Typically skies or environment maps are authored as regular 2D textures, and then turned into cubemaps at “import time”. There are various cubemap layouts commonly used: lat-long, spheremap, cross-layout etc.

In Unity 4 we had the pipeline where the user had to pick which projection the source image is using. But for Unity 5, ReJ realized that it’s just boring useless work! You can tell these projections apart quite easily by looking at image aspect ratio.

So now we default to “automatic” cubemap projection, which goes like this:

  • If aspect is 4:3 or 3:4, it’s a horizontal or vertical cross layout.
  • If aspect is square, it’s a sphere map.
  • If aspect is 6:1 or 1:6, it’s six cubemap faces in a row or column.
  • If aspect is 1:1.85, it’s a lat-long map.

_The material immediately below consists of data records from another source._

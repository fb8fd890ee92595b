use super::error::ChannelMapError;
use serde::{Deserialize, Serialize};
use std::fmt::Display;

/// Wire plane of a TPC readout channel
#[derive(Debug, Clone, Copy, PartialEq, Eq, Hash, PartialOrd, Ord, Serialize, Deserialize)]
pub enum Plane {
    /// First induction plane
    U,
    /// Second induction plane
    V,
    /// Collection plane
    Z,
}

impl Plane {
    pub const ALL: [Plane; 3] = [Plane::U, Plane::V, Plane::Z];

    /// The numeric plane id used by the offline software (0, 1, 2)
    pub fn id(&self) -> u8 {
        match self {
            Self::U => 0,
            Self::V => 1,
            Self::Z => 2,
        }
    }

    pub fn label(&self) -> &'static str {
        match self {
            Self::U => "u",
            Self::V => "v",
            Self::Z => "z",
        }
    }
}

impl TryFrom<u8> for Plane {
    type Error = ChannelMapError;
    fn try_from(value: u8) -> Result<Self, Self::Error> {
        match value {
            0 => Ok(Self::U),
            1 => Ok(Self::V),
            2 => Ok(Self::Z),
            _ => Err(ChannelMapError::BadPlane(value)),
        }
    }
}

impl Display for Plane {
    fn fmt(&self, f: &mut std::fmt::Formatter<'_>) -> std::fmt::Result {
        write!(f, "{}", self.label())
    }
}

/// The plane id written to tables, with -1 standing in for an unresolved channel
pub fn plane_id_or_sentinel(plane: Option<Plane>) -> i8 {
    match plane {
        Some(p) => p.id() as i8,
        None => -1,
    }
}

/// Hardware location of one front-end data link
#[derive(Debug, Clone, Copy, PartialEq, Eq, Hash, Default)]
pub struct LinkAddress {
    pub crate_no: u16,
    pub slot_no: u8,
    pub link_no: u8,
}

impl LinkAddress {
    pub fn new(crate_no: u16, slot_no: u8, link_no: u8) -> Self {
        Self {
            crate_no,
            slot_no,
            link_no,
        }
    }
}

impl Display for LinkAddress {
    fn fmt(&self, f: &mut std::fmt::Formatter<'_>) -> std::fmt::Result {
        write!(
            f,
            "crate: {}, slot: {}, link: {}",
            self.crate_no, self.slot_no, self.link_no
        )
    }
}

/// Offline information attached to a single readout channel
#[derive(Debug, Clone, PartialEq, Eq)]
pub struct ChannelInfo {
    pub offline_channel: u32,
    pub plane: Plane,
    pub element: String,
}

/// Generate a unique id number for a given hardware location
pub fn generate_uuid(address: &LinkAddress, channel: &u16) -> u64 {
    (*channel as u64)
        + (address.link_no as u64) * 1_000
        + (address.slot_no as u64) * 100_000
        + (address.crate_no as u64) * 10_000_000
}
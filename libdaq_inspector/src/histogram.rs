use ndarray::Array2;

/// (min, max) of the finite values. A degenerate range (all values equal) is widened by half
/// a unit on either side.
pub fn value_range(values: &[f64]) -> Option<(f64, f64)> {
    let mut finite = values.iter().copied().filter(|v| v.is_finite());
    let first = finite.next()?;
    let (min, max) = finite.fold((first, first), |(lo, hi), v| (lo.min(v), hi.max(v)));
    if min == max {
        Some((min - 0.5, max + 0.5))
    } else {
        Some((min, max))
    }
}

/// Uniform binning of a closed range
#[derive(Debug, Clone, Copy, PartialEq)]
pub struct Binning {
    pub min: f64,
    pub max: f64,
    pub n_bins: usize,
}

impl Binning {
    /// Span the range of the values. Returns None for no values or zero bins.
    pub fn from_values(values: &[f64], n_bins: usize) -> Option<Self> {
        if n_bins == 0 {
            return None;
        }
        let (min, max) = value_range(values)?;
        Some(Self { min, max, n_bins })
    }

    pub fn width(&self) -> f64 {
        (self.max - self.min) / self.n_bins as f64
    }

    /// Bin index of a value; the upper edge falls into the last bin
    pub fn index(&self, value: f64) -> Option<usize> {
        if !value.is_finite() || value < self.min || value > self.max {
            return None;
        }
        let idx = ((value - self.min) / self.width()) as usize;
        Some(idx.min(self.n_bins - 1))
    }

    pub fn lower_edge(&self, idx: usize) -> f64 {
        self.min + idx as f64 * self.width()
    }
}

#[derive(Debug, Clone, PartialEq)]
pub struct Histogram1D {
    pub binning: Binning,
    pub counts: Vec<u64>,
}

impl Histogram1D {
    pub fn from_values(values: &[f64], n_bins: usize) -> Option<Self> {
        let binning = Binning::from_values(values, n_bins)?;
        let mut counts = vec![0; n_bins];
        for idx in values.iter().filter_map(|v| binning.index(*v)) {
            counts[idx] += 1;
        }
        Some(Self { binning, counts })
    }

    pub fn max_count(&self) -> u64 {
        self.counts.iter().copied().max().unwrap_or(0)
    }

    /// (lower edge, count) of every bin
    pub fn bins(&self) -> impl Iterator<Item = (f64, u64)> + '_ {
        self.counts
            .iter()
            .enumerate()
            .map(|(idx, count)| (self.binning.lower_edge(idx), *count))
    }
}

/// Counts indexed as [x bin, y bin]
#[derive(Debug, Clone, PartialEq)]
pub struct Histogram2D {
    pub x: Binning,
    pub y: Binning,
    pub counts: Array2<u64>,
}

impl Histogram2D {
    pub fn new(x: Binning, y: Binning) -> Self {
        Self {
            x,
            y,
            counts: Array2::zeros((x.n_bins, y.n_bins)),
        }
    }

    pub fn fill(&mut self, x: f64, y: f64) {
        if let (Some(ix), Some(iy)) = (self.x.index(x), self.y.index(y)) {
            self.counts[[ix, iy]] += 1;
        }
    }

    pub fn from_values(xs: &[f64], ys: &[f64], x_bins: usize, y_bins: usize) -> Option<Self> {
        let mut hist = Self::new(
            Binning::from_values(xs, x_bins)?,
            Binning::from_values(ys, y_bins)?,
        );
        for (x, y) in xs.iter().zip(ys.iter()) {
            hist.fill(*x, *y);
        }
        Some(hist)
    }

    pub fn max_count(&self) -> u64 {
        self.counts.iter().copied().max().unwrap_or(0)
    }

    pub fn total(&self) -> u64 {
        self.counts.sum()
    }
}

Now, some images don’t quite match these exact ratios, so the code is doing some heuristics. Actual code looks like this right now:

float longAxis = image.GetWidth();
float shortAxis = image.GetHeight();
bool definitelyNotLatLong = false;
if (longAxis < shortAxis)
{
    Swap (longAxis, shortAxis);
    // images that have height > width are never latlong maps
    definitelyNotLatLong = true;
}

const float aspect = shortAxis / longAxis;
const float probSphere = 1-Abs(aspect - 1.0f);
const float probLatLong = (definitelyNotLatLong) ?
    0 :
    1-Abs(aspect - 1.0f / 1.85f);
const float probCross = 1-Abs(aspect - 3.0f / 4.0f);
const float probLine = 1-Abs(aspect - 1.0f / 6.0f);
if (probSphere > probCross &&
    probSphere > probLine &&
    probSphere > probLatLong)
{
    // sphere map
    return kGenerateSpheremap;
}
if (probLatLong > probCross &&
    probLatLong > probLine)
{
    // lat-long map
    return kGenerateLatLong;
}
if (probCross > probLine)
{
    // cross layout
    return kGenerateCross;
}
// six images in a row
return kGenerateLine;

So that’s it. There’s no point in forcing your artists to paint lat-long maps, and use some external software to convert to cross layout, or something.

Now of course, you can’t just look at image aspect and determine all possible projections out of it. For example, both spheremap and “angular map” are square. But in my experience heuristics like the above are good enough to cover most common use cases (which seem to be: lat-long, cross layout or a sphere map).